[Opening Records section]
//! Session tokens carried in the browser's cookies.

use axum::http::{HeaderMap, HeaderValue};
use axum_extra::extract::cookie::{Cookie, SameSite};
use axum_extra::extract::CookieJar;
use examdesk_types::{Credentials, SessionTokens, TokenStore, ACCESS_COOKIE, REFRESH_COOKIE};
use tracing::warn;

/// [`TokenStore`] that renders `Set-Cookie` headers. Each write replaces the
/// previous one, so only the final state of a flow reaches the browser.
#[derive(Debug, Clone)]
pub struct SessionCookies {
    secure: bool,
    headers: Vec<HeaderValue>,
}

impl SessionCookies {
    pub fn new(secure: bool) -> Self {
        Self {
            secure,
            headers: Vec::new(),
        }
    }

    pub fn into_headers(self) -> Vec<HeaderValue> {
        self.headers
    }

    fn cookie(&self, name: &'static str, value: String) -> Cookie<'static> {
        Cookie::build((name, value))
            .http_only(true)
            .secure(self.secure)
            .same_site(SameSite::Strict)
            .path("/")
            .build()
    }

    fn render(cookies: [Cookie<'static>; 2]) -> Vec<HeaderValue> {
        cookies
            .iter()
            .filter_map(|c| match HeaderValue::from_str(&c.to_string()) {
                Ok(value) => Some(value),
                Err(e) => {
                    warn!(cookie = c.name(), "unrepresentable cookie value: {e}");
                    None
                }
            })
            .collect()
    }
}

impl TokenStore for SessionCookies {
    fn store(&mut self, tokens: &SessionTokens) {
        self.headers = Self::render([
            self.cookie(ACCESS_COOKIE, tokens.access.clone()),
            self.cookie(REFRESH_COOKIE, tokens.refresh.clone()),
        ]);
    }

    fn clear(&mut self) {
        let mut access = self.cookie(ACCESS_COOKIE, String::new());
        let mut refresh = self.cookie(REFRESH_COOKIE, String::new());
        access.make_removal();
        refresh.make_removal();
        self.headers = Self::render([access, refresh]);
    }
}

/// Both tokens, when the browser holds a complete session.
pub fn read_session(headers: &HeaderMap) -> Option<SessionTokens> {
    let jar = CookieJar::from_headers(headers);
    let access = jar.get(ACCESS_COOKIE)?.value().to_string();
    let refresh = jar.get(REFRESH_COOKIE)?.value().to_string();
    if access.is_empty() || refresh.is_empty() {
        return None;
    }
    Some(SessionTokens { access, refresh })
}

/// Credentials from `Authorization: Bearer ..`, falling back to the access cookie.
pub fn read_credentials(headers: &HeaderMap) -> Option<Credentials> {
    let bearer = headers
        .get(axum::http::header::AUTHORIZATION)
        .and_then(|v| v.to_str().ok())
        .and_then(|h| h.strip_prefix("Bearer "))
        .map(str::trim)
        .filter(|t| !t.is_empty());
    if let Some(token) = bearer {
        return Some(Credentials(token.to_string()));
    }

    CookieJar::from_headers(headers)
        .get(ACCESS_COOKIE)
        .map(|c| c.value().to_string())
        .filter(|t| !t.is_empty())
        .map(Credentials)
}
[Closing Records section]
[Opening Records section]
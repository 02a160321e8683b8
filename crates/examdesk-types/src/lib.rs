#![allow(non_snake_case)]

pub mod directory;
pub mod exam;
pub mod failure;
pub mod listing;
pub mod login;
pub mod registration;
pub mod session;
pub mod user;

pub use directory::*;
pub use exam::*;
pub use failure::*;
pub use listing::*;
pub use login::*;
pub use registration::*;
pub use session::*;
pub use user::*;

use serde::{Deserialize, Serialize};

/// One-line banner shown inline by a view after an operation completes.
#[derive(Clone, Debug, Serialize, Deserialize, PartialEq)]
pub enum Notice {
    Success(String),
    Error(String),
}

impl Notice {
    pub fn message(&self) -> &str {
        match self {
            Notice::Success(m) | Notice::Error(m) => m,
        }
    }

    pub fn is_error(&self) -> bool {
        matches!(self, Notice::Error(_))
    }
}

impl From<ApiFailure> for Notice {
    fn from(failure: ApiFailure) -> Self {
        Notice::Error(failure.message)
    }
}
[Closing Records section]
What you have to do:
Lines wanted from the listing above: the line with "the browser's cookies." up to and including the line with "use tracing::warn;". Please write them out exactly, adding nothing else.

Task output:
//! Session tokens carried in the browser's cookies.

use axum::http::{HeaderMap, HeaderValue};
use axum_extra::extract::cookie::{Cookie, SameSite};
use axum_extra::extract::CookieJar;
use examdesk_types::{Credentials, SessionTokens, TokenStore, ACCESS_COOKIE, REFRESH_COOKIE};
use tracing::warn;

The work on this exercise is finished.